The new Phenom collection is available in two different configurations. The K40 is a six-piece set geared to kids aged 5-8, while the K50 is an eight-piece set aimed at those 8-11 years of age. Among the pieces in both sets is a junior-sized stand bag.

These sets feature junior-focused specifications, including lighter shafts and smaller grips. Also, the all-titanium, high-lofted driver (16 degrees) is built at a slightly downsized 400 cubic centimeters. The low-profile fairway wood (24 degrees) and hybrid (30 degrees) are cast stainless steel, while the perimeter weighted irons feature a forgiving sole designed for ease of use from a variety of lies.

The Phenom K40 set (driver, hybrid, 7-iron, sand wedge, putter) will retail for $250, while the Phenom K50 set (driver, fairway wood, hybrid, 7-iron, 9-iron, sand wedge, putter) will go for $300. Both sets are available May 15.

"Each Phenom set includes every club necessary to develop distance gapping while executing all types of shots from tee to green so juniors not only develop their skills but also their passion for the game.” said TaylorMade's Tomo Bystedt, senior director of product creation.

This partnership with the PGA Junior League is the second junior initiative this year for TaylorMade, which in January announced a 10-year-agreement to serve as national sponsor of the American Junior Golf Association.

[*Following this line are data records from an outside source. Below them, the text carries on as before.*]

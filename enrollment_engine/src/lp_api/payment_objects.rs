//! The payment type states.
//!
//! Evidence of a payment enters as an [`UnverifiedPayment`], tagged by the path it came in on. Only the reconciler can
//! turn it into a [`VerifiedPayment`] (there is no public constructor), and only a verified payment can be settled
//! into a [`Settlement`].
use lp_common::MinorUnits;
use serde::Serialize;
use serde_json::Value;

use crate::db_types::{Enrollment, GatewayOrderId, Order, PaymentSource};

/// What the browser posts back after the checkout widget completes.
#[derive(Debug, Clone)]
pub struct CheckoutConfirmation {
    /// The authenticated user making the claim
    pub user_id: String,
    pub gateway_order_id: GatewayOrderId,
    pub gateway_payment_id: String,
    pub signature: String,
    /// Our own order id, if the client sent it. It must agree with the gateway order id.
    pub internal_order_id: Option<i64>,
}

/// A webhook delivery, exactly as received. The body must not be re-serialised before its signature is checked.
#[derive(Debug, Clone)]
pub struct WebhookDelivery {
    pub body: Vec<u8>,
    pub signature: String,
}

#[derive(Debug, Clone)]
pub enum UnverifiedPayment {
    Checkout(CheckoutConfirmation),
    Webhook(WebhookDelivery),
}

/// Payment evidence whose signature has been checked.
#[derive(Debug, Clone)]
pub struct VerifiedPayment {
    gateway_order_id: GatewayOrderId,
    payment_id: String,
    source: PaymentSource,
    expected_user: Option<String>,
    internal_order_id: Option<i64>,
    reported_amount: Option<(MinorUnits, String)>,
    raw: Value,
}

impl VerifiedPayment {
    pub(crate) fn from_checkout(confirmation: CheckoutConfirmation, source: PaymentSource) -> Self {
        let raw = serde_json::json!({
            "gateway_order_id": confirmation.gateway_order_id,
            "gateway_payment_id": confirmation.gateway_payment_id,
            "signature": confirmation.signature,
        });
        Self {
            gateway_order_id: confirmation.gateway_order_id,
            payment_id: confirmation.gateway_payment_id,
            source,
            expected_user: Some(confirmation.user_id),
            internal_order_id: confirmation.internal_order_id,
            reported_amount: None,
            raw,
        }
    }

    pub(crate) fn from_webhook(
        gateway_order_id: GatewayOrderId,
        payment_id: String,
        reported_amount: Option<(MinorUnits, String)>,
        raw: Value,
    ) -> Self {
        Self {
            gateway_order_id,
            payment_id,
            source: PaymentSource::Webhook,
            expected_user: None,
            internal_order_id: None,
            reported_amount,
            raw,
        }
    }

    pub fn gateway_order_id(&self) -> &GatewayOrderId {
        &self.gateway_order_id
    }

    pub fn payment_id(&self) -> &str {
        self.payment_id.as_str()
    }

    pub fn source(&self) -> PaymentSource {
        self.source
    }

    pub fn expected_user(&self) -> Option<&str> {
        self.expected_user.as_deref()
    }

    pub fn internal_order_id(&self) -> Option<i64> {
        self.internal_order_id
    }

    pub fn reported_amount(&self) -> Option<(MinorUnits, &str)> {
        self.reported_amount.as_ref().map(|(a, c)| (*a, c.as_str()))
    }

    pub fn raw(&self) -> &Value {
        &self.raw
    }
}

#[derive(Debug, Clone)]
pub enum Verification {
    Verified(VerifiedPayment),
    /// An authentic webhook for an event that doesn't settle anything. Holds the event name.
    Ignored(String),
}

/// The terminal state: the order is paid and its owner is enrolled.
#[derive(Debug, Clone, Serialize)]
pub struct Settlement {
    pub order: Order,
    pub enrollment: Enrollment,
    pub source: PaymentSource,
    /// False if the order had already been paid, i.e. this was a replay or the other path got there first
    pub newly_paid: bool,
    pub newly_enrolled: bool,
}

impl Settlement {
    pub fn message(&self) -> String {
        match (self.newly_paid, self.newly_enrolled) {
            (_, true) => format!("Payment verified. You are now enrolled in {}.", self.enrollment.item),
            (true, false) => format!("Payment verified. You were already enrolled in {}.", self.enrollment.item),
            (false, _) => format!("This payment has already been processed. You are enrolled in {}.", self.enrollment.item),
        }
    }
}

#[derive(Debug, Clone)]
pub enum ReconcileOutcome {
    Settled(Settlement),
    Ignored(String),
}

/// An order, alongside the gateway's own record of the payment that settled it.
#[derive(Debug, Clone, Serialize)]
#[serde(rename_all = "camelCase")]
pub struct OrderAudit {
    pub order: Order,
    pub remote_payment: Option<Value>,
}
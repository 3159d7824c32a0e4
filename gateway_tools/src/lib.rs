//! A thin REST client for the payment gateway's Orders and Payments APIs, plus the wire types for the gateway's
//! webhook payloads.
//!
//! Only the calls the checkout flow needs are implemented: opening an order before checkout and looking up a
//! payment after the fact for auditing.
mod api;
mod config;
mod error;

mod data_objects;

pub use api::GatewayApi;
pub use config::GatewayConfig;
pub use data_objects::{
    CreatedOrder,
    EntityWrapper,
    GatewayOrder,
    GatewayPayment,
    NewGatewayOrder,
    WebhookEvent,
    WebhookPayload,
    EVENT_ORDER_PAID,
    EVENT_PAYMENT_CAPTURED,
};
pub use error::GatewayApiError;
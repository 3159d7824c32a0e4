/// Implements an arithmetic operator on a single-field newtype by delegating to a method of the inner value.
///
/// ```rust,ignore
/// op!(binary MinorUnits, Add, add => saturating_add);
/// op!(inplace MinorUnits, SubAssign, sub_assign => saturating_sub);
/// ```
#[macro_export]
macro_rules! op {
    (binary $newtype:ident, $op_trait:ident, $op_fn:ident => $inner_fn:ident) => {
        impl $op_trait for $newtype {
            type Output = Self;

            fn $op_fn(self, rhs: Self) -> Self::Output {
                Self(self.0.$inner_fn(rhs.0))
            }
        }
    };

    (inplace $newtype:ident, $op_trait:ident, $op_fn:ident => $inner_fn:ident) => {
        impl $op_trait for $newtype {
            fn $op_fn(&mut self, rhs: Self) {
                self.0 = self.0.$inner_fn(rhs.0)
            }
        }
    };
}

The PGA Junior League is a team-focused version of golf and is the primary youth initiative of the PGA of America’s charitable arm known as PGA REACH. In 2015, there were more than 2,500 teams and 30,000 participants. Each PGA Junior League is captained by a PGA professional, and players wear numbered jerseys and compete in a two-person scramble format in 9-hole matches where the captain can substitute players every three holes.

According to the National Golf Foundation, there were an estimated 3 million golfers under the age of 18, the highest number in four of the preceding five years. More than half of those were under the age of 14.